Reputation: 77
my data frame looks like this
df <- read.table(text="
id date paid_at binded_at
1 107 2016-12-16 2017-06-02 2017-06-07
2 107 2017-11-27 2017-06-02 2017-06-07
3 107 2017-11-28 2017-06-02 2017-06-07
4 109 2016-11-28 2017-01-01 2017-06-07
5 109 2017-11-29 2017-01-01 2017-06-07
6 110 2017-12-04 2018-01-01 2017-06-07", header=TRUE)
The goal is for each id compare paid_at and date colums and filter only closest date than is between paid_at. For example id 107 it was paid 2017-06-02, and since closest date after that is 2017-11-27, second row should be filtered. Same for id 109, closest date after 2017-01-01 is 2017-11-29 so filter it. Issue for me is situation like id 110, since there is not actually date after 2018-01-01, for this should be filtered 6th row.

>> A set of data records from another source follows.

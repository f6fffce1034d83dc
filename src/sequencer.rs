//! リクエストシーケンサー
//!
//! 連続する入力（キー入力・日付変更・エンティティ選択など）に伴うバックエンド呼び出しを
//! 1キューあたり同時1件に制限し、古いレスポンスが新しい結果を上書きしないようにする。
//!
//! - enqueue: 末尾に追加し、処理中でなければ処理を開始
//! - 次の処理を取り出す前にキューを最新1件に畳み込む（間の要求は破棄）
//! - 処理が成功しても失敗しても次へ進み、空になったら処理中フラグを下ろす
//!
//! タイマーを使わないデバウンスとして働く。転送済みのリクエストは取り消せない。

use futures::future::BoxFuture;
use futures::FutureExt;
use std::collections::VecDeque;
use std::panic::AssertUnwindSafe;
use std::sync::{Arc, Mutex, MutexGuard, PoisonError};
use tokio::sync::watch;
use tracing::{debug, error};

type Handler<T> = Arc<dyn Fn(T) -> BoxFuture<'static, ()> + Send + Sync>;

struct State<T> {
    queue: VecDeque<T>,
    processing: bool,
}

impl<T> State<T> {
    /// 最新1件だけ残して取り出す
    fn take_latest(&mut self, name: &str) -> Option<T> {
        let latest = self.queue.pop_back();
        if !self.queue.is_empty() {
            debug!(sequencer = name, discarded = self.queue.len(), "collapsed stale requests");
            self.queue.clear();
        }
        latest
    }
}

struct Shared<T> {
    name: &'static str,
    state: Mutex<State<T>>,
    /// true = アイドル
    idle: watch::Sender<bool>,
    handler: Handler<T>,
}

impl<T> Shared<T> {
    fn lock(&self) -> MutexGuard<'_, State<T>> {
        self.state.lock().unwrap_or_else(PoisonError::into_inner)
    }
}

/// 最新優先のFIFO
pub struct RequestSequencer<T> {
    shared: Arc<Shared<T>>,
}

impl<T> Clone for RequestSequencer<T> {
    fn clone(&self) -> Self {
        Self {
            shared: self.shared.clone(),
        }
    }
}

impl<T: Send + 'static> RequestSequencer<T> {
    /// `handler` はキューから取り出された1件ごとに呼ばれる。
    /// 失敗の扱い（アラート化など）はハンドラ内で完結させること。
    pub fn new<F>(name: &'static str, handler: F) -> Self
    where
        F: Fn(T) -> BoxFuture<'static, ()> + Send + Sync + 'static,
    {
        let (idle, _) = watch::channel(true);
        Self {
            shared: Arc::new(Shared {
                name,
                state: Mutex::new(State {
                    queue: VecDeque::new(),
                    processing: false,
                }),
                idle,
                handler: Arc::new(handler),
            }),
        }
    }

    pub fn name(&self) -> &'static str {
        self.shared.name
    }

    /// 要求を追加
    ///
    /// アイドル時に追加された要求はその場で実行が確定する。
    /// 処理中に追加された要求は、次の取り出し時点で最新のものだけが実行される。
    pub fn enqueue(&self, item: T) {
        let first = {
            let mut state = self.shared.lock();
            state.queue.push_back(item);
            if state.processing {
                debug!(sequencer = self.shared.name, queued = state.queue.len(), "request queued behind in-flight call");
                return;
            }
            state.processing = true;
            self.shared.idle.send_replace(false);
            state.take_latest(self.shared.name)
        };

        if let Some(first) = first {
            tokio::spawn(drain(self.shared.clone(), first));
        }
    }

    pub fn is_processing(&self) -> bool {
        self.shared.lock().processing
    }

    /// 実行待ちの件数（実行中の1件は含まない）
    pub fn pending(&self) -> usize {
        self.shared.lock().queue.len()
    }

    /// キューが空になり実行中の要求もなくなるまで待つ
    pub async fn wait_idle(&self) {
        let mut rx = self.shared.idle.subscribe();
        let _ = rx.wait_for(|idle| *idle).await;
    }
}

async fn drain<T: Send + 'static>(shared: Arc<Shared<T>>, first: T) {
    let mut item = first;
    loop {
        let run = (shared.handler)(item);
        if AssertUnwindSafe(run).catch_unwind().await.is_err() {
            error!(sequencer = shared.name, "request handler panicked");
        }

        let mut state = shared.lock();
        match state.take_latest(shared.name) {
            Some(next) => item = next,
            None => {
                state.processing = false;
                shared.idle.send_replace(true);
                return;
            }
        }
    }
}
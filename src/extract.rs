//! 一括抽出の投入
//!
//! キューの全件を IN_PROGRESS にし、スナップショットを1回の `process_filing_set` で送る。
//! 完了はジョブ状態のポーリングで確認するため、ここでは待たない。

use crate::rpc::BackendClient;
use crate::store::{AlertArea, FilingStore};
use std::path::PathBuf;
use std::sync::Arc;
use tokio::task::JoinHandle;
use tracing::{info, warn};

/// 抽出を投入し、送信タスクのハンドルを返す（待つかどうかは呼び出し側次第）
///
/// キューが空の場合は何も送らず、キューエリアにアラートを出す。
pub fn bulk_extract(
    store: &Arc<FilingStore>,
    backend: &BackendClient,
    output_path: PathBuf,
    perform_ner: bool,
) -> Option<JoinHandle<()>> {
    if store.queue_len() == 0 {
        store.add_alert(AlertArea::Queue, "キューに書類がありません");
        return None;
    }

    let filings = store.mark_queue_in_progress();
    info!(
        count = filings.len(),
        output = %output_path.display(),
        perform_ner,
        "submitting filing set for extraction"
    );

    let store = store.clone();
    let backend = backend.clone();
    Some(tokio::spawn(async move {
        if let Err(e) = backend
            .process_filing_set(&filings, &output_path, perform_ner)
            .await
        {
            warn!(error = %e, "process_filing_set failed");
            store.add_alert(AlertArea::Queue, e.alert_text());
        }
    }))
}
//! セッション
//!
//! RPCブリッジ・状態ストア・2つのシーケンサー・ポーラーを1か所で組み立てる。
//! 各シーケンサーはこのセッションが所有し、グローバル状態は持たない。

use crate::config::Config;
use crate::error::{EdgarError, Result};
use crate::extract::bulk_extract;
use crate::forms::{FormsLookup, SearchCriteria};
use crate::import::{import_file, ImportReport};
use crate::poller::JobPoller;
use crate::rpc::{BackendClient, BackendProcess, Bridge, RpcChannel, TcpChannel};
use crate::store::{AlertArea, FilingStore};
use crate::suggest::EntitySuggester;
use std::path::{Path, PathBuf};
use std::sync::Arc;
use tokio::task::JoinHandle;
use tracing::info;

pub struct Session {
    config: Config,
    bridge: Arc<Bridge>,
    backend: BackendClient,
    store: Arc<FilingStore>,
    suggester: EntitySuggester,
    forms: FormsLookup,
    process: Option<BackendProcess>,
}

impl Session {
    /// 未接続のセッション（接続前の呼び出しはすべて `NotConnected`）
    pub fn new(config: Config) -> Self {
        let bridge = Arc::new(Bridge::new());
        let backend = BackendClient::new(bridge.clone());
        let store = Arc::new(FilingStore::new());
        let suggester = EntitySuggester::new(backend.clone(), store.clone(), config.min_query_chars);
        let forms = FormsLookup::new(
            backend.clone(),
            store.clone(),
            SearchCriteria::new(config.default_forms.clone()),
        );

        Self {
            config,
            bridge,
            backend,
            store,
            suggester,
            forms,
            process: None,
        }
    }

    /// 既存のチャネルを接続済みとして使う
    pub fn with_channel(config: Config, channel: Arc<dyn RpcChannel>) -> Self {
        let session = Self::new(config);
        session.bridge.attach(channel);
        session
    }

    /// 設定に従って接続（実行ファイル指定があれば起動、なければアドレスへ接続）
    pub async fn connect(&mut self) -> Result<()> {
        let outcome = if let Some(executable) = self.config.backend_executable.clone() {
            self.launch(&executable).await
        } else if let Some(addr) = self.config.backend_addr() {
            self.connect_addr(&addr).await
        } else {
            Err(EdgarError::Config(
                "バックエンドのアドレスまたは実行ファイルが設定されていません".into(),
            ))
        };

        if let Err(e) = &outcome {
            self.store.add_alert(AlertArea::Search, e.alert_text());
        }
        outcome
    }

    pub async fn connect_addr(&self, addr: &str) -> Result<()> {
        let channel = TcpChannel::connect(addr).await?;
        self.bridge.attach(Arc::new(channel));
        Ok(())
    }

    /// ワーカーを起動し、ポート通知を受けてから接続
    pub async fn launch(&mut self, executable: &Path) -> Result<()> {
        let process = BackendProcess::launch(executable).await?;
        let channel = process.connect().await?;
        self.bridge.attach(Arc::new(channel));
        self.process = Some(process);
        Ok(())
    }

    pub fn is_connected(&self) -> bool {
        self.bridge.is_connected()
    }

    pub fn config(&self) -> &Config {
        &self.config
    }

    pub fn backend(&self) -> &BackendClient {
        &self.backend
    }

    pub fn store(&self) -> &Arc<FilingStore> {
        &self.store
    }

    pub fn suggester(&self) -> &EntitySuggester {
        &self.suggester
    }

    pub fn forms(&self) -> &FormsLookup {
        &self.forms
    }

    pub fn poller(&self) -> JobPoller {
        JobPoller::new(
            self.backend.clone(),
            self.store.clone(),
            self.config.poll_interval(),
        )
    }

    pub fn start_poller(&self) -> JoinHandle<()> {
        self.poller().spawn()
    }

    /// キューの一括抽出（出力先省略時は設定値→デスクトップ）
    pub fn bulk_extract(
        &self,
        output: Option<PathBuf>,
        perform_ner: bool,
    ) -> Result<Option<JoinHandle<()>>> {
        let output = match output {
            Some(dir) => dir,
            None => self.config.output_dir()?,
        };
        Ok(bulk_extract(&self.store, &self.backend, output, perform_ner))
    }

    pub async fn import_file(&self, path: &Path) -> Result<ImportReport> {
        let forms = self.forms.criteria().forms;
        let report = import_file(path, &self.store, &self.backend, &forms).await?;
        info!(
            lines = report.lines_imported,
            filings = report.filings_added,
            issues = report.issues.len(),
            "batch import finished"
        );
        Ok(report)
    }

    pub async fn shutdown(mut self) -> Result<()> {
        self.bridge.detach();
        if let Some(process) = self.process.take() {
            process.shutdown().await?;
        }
        Ok(())
    }
}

Result should be
result <- read.table(text="
id date paid_at binded_at
1 107 2017-11-27 2017-06-02 2017-06-07
2 109 2017-11-29 2017-01-01 2017-06-07
3 110 2017-12-04 2018-01-01 2017-06-07", header=TRUE)
I created this code yet:
result <- df %>%
group_by(id) %>%
filter(paid_at > date)
Upvotes: 0
Views: 92
Reputation: 20085
An option is to allow id
which got only one row via filter
as for those id
s any condition will not match.
The solution shown by OP
can be extended to include id
with only 1
row as:
library(dplyr)
df %>% mutate_at(vars(2:4), as.Date) %>% #This step is to convert in Date format
group_by(id) %>%
filter(paid_at < date | n()==1) %>% #Include groups with single row
arrange(date) %>%
slice(1) #Select just 1 row
# # A tibble: 3 x 4
# # Groups: id [3]
# id date paid_at binded_at
# <int> <date> <date> <date>
# 1 107 2017-11-27 2017-06-02 2017-06-07
# 2 109 2017-11-29 2017-01-01 2017-06-07
# 3 110 2017-12-04 2018-01-01 2017-06-07
Upvotes: 1